Pembelajaran pada siklus II ini masih menggunakan media gambar namun, tampilannya lebih bervariasi karena menampilkan video tentang masuknya Jepang ke Indonesia. Hasil evaluasi pada siklus II ini menunjukkan satu siswa memperoleh nilai 91-100, tujuh siswa memperoleh nilai 81-90, delapan siswa
memperoleh nilai 71 -80, dua belas siswa memperoleh nilai 61-70, sebelas siswa memperoleh nilai 50-60, dan satu siswa memperoleh nilai 35.
Secara umum pembelajaran pada siklus II sudah mendekati berhasil. Hal ini dilihat dari nilai hasil prestasi siswa siklus II yang memperoleh rata-rata 67,77 dan keruntasan klasikal 57,5 %. Nilai rata-rata sudah memenuhi target, namun ketuntasan klasikal belum optimal.
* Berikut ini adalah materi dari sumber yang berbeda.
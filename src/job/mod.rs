//! Job execution module
//!
//! This module turns listed objects into warehouse rows: enumerate, fetch,
//! extract and write, coordinated per run by [`JobExecutor`].

pub mod enumerate;
mod executor;
pub mod extract;
pub mod fetch;
pub mod sink;
pub mod sql;
pub mod storage;

use serde::Serialize;

pub use executor::{CancelReport, FailureReport, JobExecutor, RunSummary};

/// Position of one object in its pipeline.
#[derive(Debug, Clone, Copy, PartialEq, Eq, Hash, Serialize)]
pub enum Stage {
    Pending,
    Fetching,
    Extracting,
    Writing,
    Done,
}

impl std::fmt::Display for Stage {
    fn fmt(&self, f: &mut std::fmt::Formatter<'_>) -> std::fmt::Result {
        let name = match self {
            Stage::Pending => "pending",
            Stage::Fetching => "fetching",
            Stage::Extracting => "extracting",
            Stage::Writing => "writing",
            Stage::Done => "done",
        };
        f.write_str(name)
    }
}

/// Failure of a single object. Never aborts the run.
#[derive(Debug, Clone, PartialEq, Eq, thiserror::Error)]
pub enum ObjectError {
    #[error("failed to fetch {path}: {cause}")]
    FetchFailed { path: String, cause: String },
    #[error("failed to extract {path}: {cause}")]
    ExtractionFailed { path: String, cause: String },
    #[error("unsupported document {path}: {reason}")]
    UnsupportedDocument { path: String, reason: String },
    #[error("failed to write {path}: {cause}")]
    WriteFailed { path: String, cause: String },
}

impl ObjectError {
    pub fn stage(&self) -> Stage {
        match self {
            ObjectError::FetchFailed { .. } => Stage::Fetching,
            ObjectError::ExtractionFailed { .. } | ObjectError::UnsupportedDocument { .. } => {
                Stage::Extracting
            }
            ObjectError::WriteFailed { .. } => Stage::Writing,
        }
    }

    pub fn path(&self) -> &str {
        match self {
            ObjectError::FetchFailed { path, .. }
            | ObjectError::ExtractionFailed { path, .. }
            | ObjectError::UnsupportedDocument { path, .. }
            | ObjectError::WriteFailed { path, .. } => path,
        }
    }
}

/// Error type for job execution. Only these end a run early.
#[derive(Debug, thiserror::Error)]
pub enum JobError<SE, WE> {
    #[error("object store unavailable: {0}")]
    StoreUnavailable(SE),
    #[error("warehouse: {0}")]
    Warehouse(WE),
}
Secara umum, proses pembelajaran sebelum siklus sampai siklus III nilai siswa cenderung ada peningkatan. Meskipun pembelajaran dari siklus I ke siklus II peningkatannya belum memuaskan, namun pada akhir siklus III siswa mencapai taraf yang optimal di mana siswa terus mengalami peningkatan hasil belajar. Pada Siklus III guru berperan sebagai motivator memberikan motivasi dan membantu siswa yang nilainya di bawah KKM. Selain media, guru juga lebih mengaktifkan siswa dalam belajar melibatkan siswa secara penuh. Hasil yang diperoleh pada akhir siklus III menunjukkan empat siswa memperoleh nilai 91 -100, tiga belas belas siswa memperoleh nilai 81- 90, sepuluh siswa memperoleh nilai 71-80, dua belas siswa memperoleh nilai 60-70, dan satu siswa memperoleh nilai 57.
Dari data tersebut diketahui bahwa siklus III ini nilai rata-rata kelas 77,32 dan banyaknya siswa yang memiliki nilai diatas 65 mencapai 77,5%. Hal ini menunjukkan peningkatan hasil belajar yang baik khususnya bagi siswa maupun guru dan kepada dunia pendidikan pada umumnya. Peningkatan tersebut telah memenuhi target yang telah ditetapkan baik dari keaktifan siswa, keberanian bertanya dan berpendapat dan prestasi belajar siswa
sehingga dapat diketahui bahwa penelitian tindakan yang dilakukan oleh peneliti ini berhasil.